Peter Clines: 14

If I’ve learned anything from my lifelong obsession with horror, it’s that:14

  1. If someone introduces you to an opportunity too good, and too convenient, to be true, you probably shouldn’t take it because it can only mean trouble. And,
  2. If someone introduces you to an opportunity too good, and too convenient, to be true, you definitely should take it because you are guaranteed adventure—most likely one shadowed with conspiracy and gore.

So it goes in 14, by Peter Clines, in which an apathetic data-entry temp (Nate) is referred to a cheap apartment, where rents are suspiciously low, utilities shockingly free and the neighbors… well, the ones who stick around are… interesting.

The setting for this quasi-Lovecraftian, quasi-apocalyptic story is the Kavach building, which seems odd even by L.A. standards. Early in his stay, Nate notices some curious features of the old building: all the units have different dimensions; the plumbing is an inefficient web of pipes; there are discolored lights; green, mutant cockroaches; and, best of all, certain apartments are padlocked shut.

Among them, apartment 14.

This is where Clines truly excels. He develops a chilling atmosphere and social dynamic within the walls of the Kavach, and I absolutely devoured the first half of the book. The dialogue is shallow in spots, but the characters are as mysterious as the building, and as more secrets unfold, we follow a resilient crew of tenants into the deep tunnels beneath the Kavach.

Of all that I loved about the first half of this book, the tunnels were by far my favorite. The subterranean setting is magnificently drawn, and it’s that sweet spot in the book where the characters are fully realized and revealed, and the reader is absorbed in their struggle.

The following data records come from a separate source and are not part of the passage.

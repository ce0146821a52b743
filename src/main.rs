use anyhow::Context;
use clap::Parser;
use guess_duel::cli::Args;
use guess_duel::Session;

fn main() -> anyhow::Result<()> {
    let args = Args::parse();
    log(args.log_level());

    let config = args.config();
    config.validate().context("invalid game configuration")?;

    let stdin = std::io::stdin().lock();
    let stdout = std::io::stdout();
    let mut session = Session::setup(config, args.target.as_deref(), stdin, stdout)?;
    let report = session.run()?;

    match report.faster_guesser() {
        Some(guesser) => log::info!("{} needed fewer guesses", guesser),
        None => log::info!("no faster guesser this session"),
    }
    Ok(())
}

/// Terminal logging on stderr so it never mixes with the game transcript.
fn log(level: log::LevelFilter) {
    let config = simplelog::ConfigBuilder::new()
        .set_location_level(log::LevelFilter::Off)
        .set_target_level(log::LevelFilter::Off)
        .set_thread_level(log::LevelFilter::Off)
        .build();
    if let Err(e) = simplelog::TermLogger::init(
        level,
        config,
        simplelog::TerminalMode::Stderr,
        simplelog::ColorChoice::Auto,
    ) {
        eprintln!("logger unavailable: {}", e);
    }
}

The second half of 14 is very entertaining, particularly the third quarter, but lacks the literary muscle of what came before. The first half was tight, focused, suffocating. It narrows until we get to the bottom of the tunnels, but then we begin expanding and things get a bit turbulent. Clines does a solid job of planting intriguing clues to be sussed out later, but the ending suffers from too much revelation.

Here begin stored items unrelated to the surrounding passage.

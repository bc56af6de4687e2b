//! Email gateway abstraction.
//!
//! Implement [`EmailSender`] to deliver confirmation and password-reset
//! messages. [`ResendSender`] talks to the hosted transactional provider;
//! `()` is a no-op sender that always succeeds.

use serde::{Deserialize, Serialize};
use std::future::Future;
use thiserror::Error;

use crate::config::AppConfig;

/// A rendered message ready for the gateway.
#[derive(Debug, Clone, PartialEq, Eq)]
pub struct EmailMessage {
    pub to: String,
    pub subject: String,
    pub html: String,
    pub text: String,
}

/// Gateway acknowledgement.
#[derive(Debug, Clone, PartialEq, Eq, Deserialize)]
pub struct EmailReceipt {
    /// Provider message id.
    pub id: String,
}

/// Error type for email sending operations.
///
/// The variants only categorize the gateway's message for diagnostics. Callers
/// handle all of them the same way.
#[derive(Debug, Clone, PartialEq, Eq, Error)]
pub enum EmailSendError {
    /// The gateway throttled the request.
    #[error("rate limited: {0}")]
    RateLimited(String),

    /// The API key was rejected.
    #[error("invalid credentials: {0}")]
    InvalidCredentials(String),

    /// The sender domain has not been verified with the provider.
    #[error("sender domain not verified: {0}")]
    UnverifiedDomain(String),

    /// Required gateway settings are missing.
    #[error("email gateway not configured: {0} is not set")]
    NotConfigured(&'static str),

    /// Any other delivery failure.
    #[error("email delivery failed: {0}")]
    Delivery(String),
}

impl EmailSendError {
    /// Categorize a gateway failure from its HTTP status and message.
    pub fn classify(status: Option<u16>, message: String) -> Self {
        let lower = message.to_ascii_lowercase();

        if status == Some(429)
            || lower.contains("rate limit")
            || lower.contains("too many requests")
        {
            return Self::RateLimited(message);
        }

        if lower.contains("domain")
            && (lower.contains("not verified") || lower.contains("verify"))
        {
            return Self::UnverifiedDomain(message);
        }

        if matches!(status, Some(401) | Some(403))
            || lower.contains("api key is invalid")
            || lower.contains("invalid api key")
        {
            return Self::InvalidCredentials(message);
        }

        match status {
            Some(status) => Self::Delivery(format!("status {status}: {message}")),
            None => Self::Delivery(message),
        }
    }

    /// The gateway's message without the category prefix.
    pub fn message(&self) -> String {
        match self {
            Self::RateLimited(m)
            | Self::InvalidCredentials(m)
            | Self::UnverifiedDomain(m)
            | Self::Delivery(m) => m.clone(),
            Self::NotConfigured(_) => self.to_string(),
        }
    }
}

/// Trait for async email delivery.
///
/// # Example
///
/// ```rust,ignore
/// use lifex::{EmailMessage, EmailReceipt, EmailSendError, EmailSender};
///
/// #[derive(Clone)]
/// struct MyEmailService { /* ... */ }
///
/// impl EmailSender for MyEmailService {
///     async fn send(&self, message: &EmailMessage) -> Result<EmailReceipt, EmailSendError> {
///         // Queue or send email
///         Ok(EmailReceipt { id: "queued".into() })
///     }
/// }
/// ```
pub trait EmailSender: Send + Sync + Clone + 'static {
    /// Submit a message once. Implementations must not retry.
    fn send(
        &self,
        message: &EmailMessage,
    ) -> impl Future<Output = Result<EmailReceipt, EmailSendError>> + Send;

    /// Whether the sender has everything it needs to deliver.
    fn is_configured(&self) -> bool {
        true
    }
}

/// No-op email sender (default).
impl EmailSender for () {
    async fn send(&self, _message: &EmailMessage) -> Result<EmailReceipt, EmailSendError> {
        Ok(EmailReceipt {
            id: "noop".to_string(),
        })
    }
}

#[derive(Debug, Serialize)]
struct ResendSendBody<'a> {
    from: &'a str,
    to: [&'a str; 1],
    subject: &'a str,
    html: &'a str,
    text: &'a str,
}

#[derive(Debug, Deserialize)]
struct ResendErrorBody {
    message: Option<String>,
    name: Option<String>,
}

/// Sender backed by the Resend HTTP API.
#[derive(Debug, Clone)]
pub struct ResendSender {
    client: reqwest::Client,
    api_key: Option<String>,
    from: Option<String>,
    base_url: String,
}

impl ResendSender {
    pub fn new(
        client: reqwest::Client,
        api_key: Option<String>,
        from: Option<String>,
        base_url: impl Into<String>,
    ) -> Self {
        Self {
            client,
            api_key,
            from,
            base_url: base_url.into().trim_end_matches('/').to_string(),
        }
    }

    /// Build a sender from `RESEND_API_KEY`, `EMAIL_FROM` and `RESEND_API_BASE_URL`.
    pub fn from_config(client: reqwest::Client, config: &AppConfig) -> Self {
        Self::new(
            client,
            config.email_api_key.clone(),
            config.email_from.clone(),
            config.email_api_base_url.clone(),
        )
    }
}

impl EmailSender for ResendSender {
    async fn send(&self, message: &EmailMessage) -> Result<EmailReceipt, EmailSendError> {
        let api_key = self
            .api_key
            .as_deref()
            .ok_or(EmailSendError::NotConfigured("RESEND_API_KEY"))?;
        let from = self
            .from
            .as_deref()
            .ok_or(EmailSendError::NotConfigured("EMAIL_FROM"))?;

        let body = ResendSendBody {
            from,
            to: [message.to.as_str()],
            subject: &message.subject,
            html: &message.html,
            text: &message.text,
        };

        let response = self
            .client
            .post(format!("{}/emails", self.base_url))
            .bearer_auth(api_key)
            .json(&body)
            .send()
            .await
            .map_err(|e| EmailSendError::classify(None, e.to_string()))?;

        let status = response.status();
        if status.is_success() {
            return response
                .json::<EmailReceipt>()
                .await
                .map_err(|e| EmailSendError::Delivery(format!("unreadable gateway reply: {e}")));
        }

        let raw = response.text().await.unwrap_or_default();
        let message = match serde_json::from_str::<ResendErrorBody>(&raw) {
            Ok(ResendErrorBody {
                message: Some(message),
                ..
            }) => message,
            Ok(ResendErrorBody {
                name: Some(name), ..
            }) => name,
            _ => raw,
        };

        Err(EmailSendError::classify(Some(status.as_u16()), message))
    }

    fn is_configured(&self) -> bool {
        self.api_key.is_some() && self.from.is_some()
    }
}

#[cfg(test)]
mod tests {
    use super::*;
    use httpmock::prelude::*;
    use serde_json::json;

    fn message() -> EmailMessage {
        EmailMessage {
            to: "maria@example.com".into(),
            subject: "Confirm your email".into(),
            html: "<p>hi</p>".into(),
            text: "hi".into(),
        }
    }

    fn sender(server: &MockServer) -> ResendSender {
        ResendSender::new(
            reqwest::Client::new(),
            Some("re_test".to_string()),
            Some("LifeX <hello@lifex.app>".to_string()),
            format!("{}/", server.base_url()),
        )
    }

    async fn send_with_reply(
        status: u16,
        body: &'static str,
    ) -> Result<EmailReceipt, EmailSendError> {
        let server = MockServer::start_async().await;
        server
            .mock_async(|when, then| {
                when.method(POST).path("/emails");
                then.status(status)
                    .header("content-type", "application/json")
                    .body(body);
            })
            .await;
        sender(&server).send(&message()).await
    }

    #[test]
    fn classify_rate_limit_by_status_and_text() {
        assert!(matches!(
            EmailSendError::classify(Some(429), "slow down".into()),
            EmailSendError::RateLimited(_)
        ));
        assert!(matches!(
            EmailSendError::classify(Some(400), "Rate limit exceeded".into()),
            EmailSendError::RateLimited(_)
        ));
    }

    #[test]
    fn classify_unverified_domain_before_credentials() {
        let err = EmailSendError::classify(
            Some(403),
            "The lifex.app domain is not verified. Please add and verify your domain".into(),
        );
        assert!(matches!(err, EmailSendError::UnverifiedDomain(_)));
    }

    #[test]
    fn classify_rejected_key() {
        assert!(matches!(
            EmailSendError::classify(Some(401), "API key is invalid".into()),
            EmailSendError::InvalidCredentials(_)
        ));
    }

    #[test]
    fn classify_keeps_gateway_message() {
        let err = EmailSendError::classify(Some(429), "Too many requests".into());
        assert_eq!(err.message(), "Too many requests");

        let err = EmailSendError::classify(Some(500), "boom".into());
        assert_eq!(err, EmailSendError::Delivery("status 500: boom".into()));
    }

    #[tokio::test]
    async fn resend_sender_without_key_is_not_configured() {
        let sender = ResendSender::new(reqwest::Client::new(), None, None, "http://localhost");
        assert!(!sender.is_configured());

        assert_eq!(
            sender.send(&message()).await.unwrap_err(),
            EmailSendError::NotConfigured("RESEND_API_KEY")
        );
    }

    #[tokio::test]
    async fn resend_posts_message_and_reads_id() {
        let server = MockServer::start_async().await;
        let mock = server
            .mock_async(|when, then| {
                when.method(POST)
                    .path("/emails")
                    .header("authorization", "Bearer re_test")
                    .json_body(json!({
                        "from": "LifeX <hello@lifex.app>",
                        "to": ["maria@example.com"],
                        "subject": "Confirm your email",
                        "html": "<p>hi</p>",
                        "text": "hi",
                    }));
                then.status(200).json_body(json!({ "id": "49a3999c-0ce1" }));
            })
            .await;

        let receipt = sender(&server).send(&message()).await.unwrap();

        mock.assert_async().await;
        assert_eq!(receipt.id, "49a3999c-0ce1");
    }

    #[tokio::test]
    async fn resend_error_message_is_classified() {
        let err = send_with_reply(
            429,
            r#"{"name":"rate_limit_exceeded","message":"Too many requests, slow down."}"#,
        )
        .await
        .unwrap_err();
        assert!(matches!(err, EmailSendError::RateLimited(_)));
        assert_eq!(err.message(), "Too many requests, slow down.");
    }

    #[tokio::test]
    async fn resend_error_name_is_used_without_message() {
        let err = send_with_reply(403, r#"{"name":"invalid_api_key"}"#)
            .await
            .unwrap_err();
        assert_eq!(err, EmailSendError::InvalidCredentials("invalid_api_key".into()));
    }

    #[tokio::test]
    async fn resend_unparseable_replies_are_delivery_errors() {
        let err = send_with_reply(502, "bad gateway").await.unwrap_err();
        assert_eq!(err, EmailSendError::Delivery("status 502: bad gateway".into()));

        let err = send_with_reply(200, r#"{"unexpected":true}"#)
            .await
            .unwrap_err();
        assert!(matches!(err, EmailSendError::Delivery(_)));
    }
}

I’d like to illustrate this with an anecdote.

My first apartment was a crumbling duplex on Tamplin Street in Sharon, Pennsylvania. It was dumpy and narrow, but the perfect incubator for two eventual writers (me and my roommate, Todd).

Particularly inspiring was the basement.

There was a biohazard sign on the basement door, with the words “Fallout Shelter.” The house was old enough that the sign could have been legit, though we suspected it was decoration. The basement itself was a throwaway slab of concrete—functional, boring, filled with spiders. The only thing scary about it was the rickety set of stairs.

And the unexplained, nailed-shut door on the northern wall.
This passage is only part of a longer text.